#### [ACTIVITY]
Sort through the data and copy the lines holding the word "impl".

#### [AVAILABLE DATA]
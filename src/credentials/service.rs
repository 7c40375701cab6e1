//! Service account credentials (JWT bearer grant).

use std::path::Path;

use async_trait::async_trait;
use jsonwebtoken::{Algorithm, EncodingKey, Header};
use serde::{Deserialize, Serialize};
use tokio::sync::Mutex;

use crate::credentials::token::{now_secs, Token};
use crate::credentials::{request_token, CredentialError, TokenSource, DRIVE_SCOPES};

const JWT_BEARER_GRANT: &str = "urn:ietf:params:oauth:grant-type:jwt-bearer";
const ASSERTION_LIFETIME_SECS: u64 = 3600;

#[derive(Deserialize)]
struct ServiceAccountKey {
    #[serde(rename = "type", default)]
    kind: Option<String>,
    client_email: String,
    private_key: String,
    #[serde(default)]
    private_key_id: Option<String>,
    #[serde(default = "default_token_uri")]
    token_uri: String,
}

fn default_token_uri() -> String {
    "https://oauth2.googleapis.com/token".to_string()
}

#[derive(Debug, Serialize)]
struct Claims<'a> {
    iss: &'a str,
    scope: String,
    aud: &'a str,
    iat: u64,
    exp: u64,
}

/// A service account that mints its own access tokens.
pub struct ServiceAccountCredential {
    client_email: String,
    token_uri: String,
    key_id: Option<String>,
    key: EncodingKey,
    http: reqwest::Client,
    token: Mutex<Option<Token>>,
}

impl std::fmt::Debug for ServiceAccountCredential {
    fn fmt(&self, f: &mut std::fmt::Formatter<'_>) -> std::fmt::Result {
        f.debug_struct("ServiceAccountCredential")
            .field("client_email", &self.client_email)
            .field("token_uri", &self.token_uri)
            .finish_non_exhaustive()
    }
}

impl ServiceAccountCredential {
    /// Read and parse a service account key file.
    ///
    /// No network traffic happens here; the first token is minted on first use.
    pub fn load(path: &Path, http: reqwest::Client) -> Result<Self, CredentialError> {
        let content = std::fs::read(path).map_err(|e| CredentialError::Io(path.to_path_buf(), e))?;
        Self::parse(path, &content, http)
    }

    pub fn parse(path: &Path, content: &[u8], http: reqwest::Client) -> Result<Self, CredentialError> {
        let key: ServiceAccountKey =
            serde_json::from_slice(content).map_err(|e| CredentialError::Format(path.to_path_buf(), e.to_string()))?;

        if let Some(kind) = key.kind.as_deref() {
            if kind != "service_account" {
                return Err(CredentialError::Format(
                    path.to_path_buf(),
                    format!("expected type 'service_account', found '{}'", kind),
                ));
            }
        }

        let encoding_key =
            EncodingKey::from_rsa_pem(key.private_key.as_bytes()).map_err(|e| CredentialError::Key(e.to_string()))?;

        Ok(Self {
            client_email: key.client_email,
            token_uri: key.token_uri,
            key_id: key.private_key_id,
            key: encoding_key,
            http,
            token: Mutex::new(None),
        })
    }

    pub fn client_email(&self) -> &str {
        &self.client_email
    }

    /// Signed JWT assertion valid from `issued_at`.
    fn assertion(&self, issued_at: u64) -> Result<String, CredentialError> {
        let mut header = Header::new(Algorithm::RS256);
        header.kid = self.key_id.clone();
        let claims = Claims {
            iss: &self.client_email,
            scope: DRIVE_SCOPES.join(" "),
            aud: &self.token_uri,
            iat: issued_at,
            exp: issued_at + ASSERTION_LIFETIME_SECS,
        };
        jsonwebtoken::encode(&header, &claims, &self.key).map_err(|e| CredentialError::Key(e.to_string()))
    }

    async fn mint(&self) -> Result<Token, CredentialError> {
        let assertion = self.assertion(now_secs())?;
        let response = request_token(
            &self.http,
            &self.token_uri,
            &[("grant_type", JWT_BEARER_GRANT), ("assertion", assertion.as_str())],
        )
        .await?;
        tracing::debug!(principal = %self.client_email, "Service account token minted");
        Ok(Token::from_response(response, None))
    }
}

#[async_trait]
impl TokenSource for ServiceAccountCredential {
    async fn access_token(&self) -> Result<String, CredentialError> {
        let mut cached = self.token.lock().await;
        if let Some(token) = cached.as_ref() {
            if !token.is_expired() {
                return Ok(token.access_token.clone());
            }
        }
        let token = self.mint().await?;
        let access_token = token.access_token.clone();
        *cached = Some(token);
        Ok(access_token)
    }

    fn principal(&self) -> String {
        self.client_email.clone()
    }
}

#[cfg(test)]
mod tests {
    use super::*;

    fn key_file(private_key: &str) -> Vec<u8> {
        serde_json::to_vec(&serde_json::json!({
            "type": "service_account",
            "project_id": "demo",
            "private_key_id": "kid-1",
            "private_key": private_key,
            "client_email": "svc@demo.iam.gserviceaccount.com",
            "token_uri": "https://oauth2.googleapis.com/token"
        }))
        .unwrap()
    }

    #[test]
    fn rejects_malformed_json() {
        let err = ServiceAccountCredential::parse(Path::new("svc.json"), b"not json", reqwest::Client::new()).unwrap_err();
        assert!(matches!(err, CredentialError::Format(..)));
    }

    #[test]
    fn rejects_non_rsa_key() {
        let err = ServiceAccountCredential::parse(Path::new("svc.json"), &key_file("garbage"), reqwest::Client::new())
            .unwrap_err();
        assert!(matches!(err, CredentialError::Key(_)));
    }

    #[test]
    fn rejects_wrong_credential_type() {
        let content = br#"{"type": "authorized_user", "client_email": "a", "private_key": "b"}"#;
        let err = ServiceAccountCredential::parse(Path::new("svc.json"), content, reqwest::Client::new()).unwrap_err();
        assert!(matches!(err, CredentialError::Format(_, msg) if msg.contains("authorized_user")));
    }

    #[test]
    fn missing_file_is_io_error() {
        let err = ServiceAccountCredential::load(Path::new("/nonexistent/svc.json"), reqwest::Client::new()).unwrap_err();
        assert!(matches!(err, CredentialError::Io(..)));
    }
}
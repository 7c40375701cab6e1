//! Operator shutdown signal.
//!
//! # Responsibilities
//! - Resolve when the operator presses Enter on the console
//! - Resolve on Ctrl-C
//!
//! # Design Decisions
//! - A closed stdin (daemonized or piped from /dev/null) is not a quit request;
//!   only Ctrl-C stops such a run

use tokio::io::{AsyncBufReadExt, BufReader};

/// Resolve once the operator asks the server to stop.
pub async fn operator_quit() {
    eprintln!("Press ENTER to stop the server.");
    tokio::select! {
        _ = console_line(tokio::io::stdin()) => tracing::info!("Stop requested from console"),
        _ = ctrl_c() => tracing::info!("Stop requested by Ctrl-C"),
    }
}

/// Resolve when a full line was read; pend forever on EOF.
pub async fn console_line<R>(input: R)
where
    R: tokio::io::AsyncRead + Unpin,
{
    let mut line = String::new();
    match BufReader::new(input).read_line(&mut line).await {
        Ok(0) => {
            tracing::debug!("Console input closed, waiting for Ctrl-C");
            std::future::pending::<()>().await
        }
        Ok(_) => {}
        Err(e) => {
            tracing::warn!(error = %e, "Console input unreadable, waiting for Ctrl-C");
            std::future::pending::<()>().await
        }
    }
}

async fn ctrl_c() {
    if let Err(e) = tokio::signal::ctrl_c().await {
        tracing::warn!(error = %e, "Ctrl-C handler unavailable");
        std::future::pending::<()>().await
    }
}

#[cfg(test)]
mod tests {
    use super::*;
    use std::time::Duration;

    #[tokio::test]
    async fn a_line_resolves() {
        console_line(&b"\n"[..]).await;
    }

    #[tokio::test]
    async fn eof_does_not_resolve() {
        let waited = tokio::time::timeout(Duration::from_millis(50), console_line(&b""[..])).await;
        assert!(waited.is_err());
    }
}
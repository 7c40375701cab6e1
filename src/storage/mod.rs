//! Storage adapters behind libunftp.
//!
//! # Data Flow
//! ```text
//! FTP command path (absolute or relative to the session cwd)
//!     → normalize()      (drop `.`, clamp `..` at the session root)
//!     → FtpUser.root     (layout-assigned subtree of the backend)
//!     → adapter          (unftp-sbe-fs, opendal memory, Google Drive)
//! ```
//!
//! # Design Decisions
//! - Paths are resolved purely lexically; a session can never name a
//!   location above its root
//! - Every adapter reports the same metadata type
//! - Adapter failures are mapped onto libunftp's error kinds

pub mod gdrive;
pub mod local;
pub mod memory;

use std::io;
use std::path::{Component, Path, PathBuf};
use std::time::SystemTime;

use libunftp::storage::{Error, ErrorKind, Metadata, Result};

pub use gdrive::GoogleDriveFilesystem;
pub use local::LocalFilesystem;
pub use memory::{InMemoryFilesystem, MemoryTrees};

/// Metadata shared by all adapters.
#[derive(Debug, Clone)]
pub struct FileMeta {
    pub len: u64,
    pub dir: bool,
    pub modified: SystemTime,
    pub uid: u32,
    pub gid: u32,
    pub links: u64,
}

impl FileMeta {
    pub fn file(len: u64, modified: SystemTime) -> Self {
        Self {
            len,
            dir: false,
            modified,
            uid: 0,
            gid: 0,
            links: 1,
        }
    }

    pub fn directory(modified: SystemTime) -> Self {
        Self {
            len: 0,
            dir: true,
            modified,
            uid: 0,
            gid: 0,
            links: 1,
        }
    }
}

impl Metadata for FileMeta {
    fn len(&self) -> u64 {
        self.len
    }

    fn is_empty(&self) -> bool {
        self.len == 0
    }

    fn is_dir(&self) -> bool {
        self.dir
    }

    fn is_file(&self) -> bool {
        !self.dir
    }

    fn is_symlink(&self) -> bool {
        false
    }

    fn modified(&self) -> Result<SystemTime> {
        Ok(self.modified)
    }

    fn gid(&self) -> u32 {
        self.gid
    }

    fn uid(&self) -> u32 {
        self.uid
    }

    fn links(&self) -> u64 {
        self.links
    }
}

/// Lexically normalize a session path into relative components.
///
/// `..` above the top is clamped, so `/../../etc` becomes `etc`.
pub fn normalize(path: &Path) -> PathBuf {
    let mut parts: Vec<&std::ffi::OsStr> = Vec::new();
    for component in path.components() {
        match component {
            Component::Normal(part) => parts.push(part),
            Component::ParentDir => {
                parts.pop();
            }
            Component::CurDir | Component::RootDir | Component::Prefix(_) => {}
        }
    }
    parts.iter().collect()
}

/// Map I/O failures onto FTP reply categories.
pub fn io_error(err: io::Error) -> Error {
    let kind = match err.kind() {
        io::ErrorKind::NotFound => ErrorKind::PermanentFileNotAvailable,
        io::ErrorKind::PermissionDenied => ErrorKind::PermissionDenied,
        io::ErrorKind::AlreadyExists | io::ErrorKind::InvalidInput => ErrorKind::FileNameNotAllowedError,
        io::ErrorKind::Interrupted | io::ErrorKind::TimedOut | io::ErrorKind::WouldBlock => {
            ErrorKind::TransientFileNotAvailable
        }
        _ => ErrorKind::LocalError,
    };
    Error::new(kind, err)
}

#### [ANSWER BELOW]
impl std::fmt::Debug for ServiceAccountCredential {
impl ServiceAccountCredential {
impl TokenSource for ServiceAccountCredential {
impl FileMeta {
impl Metadata for FileMeta {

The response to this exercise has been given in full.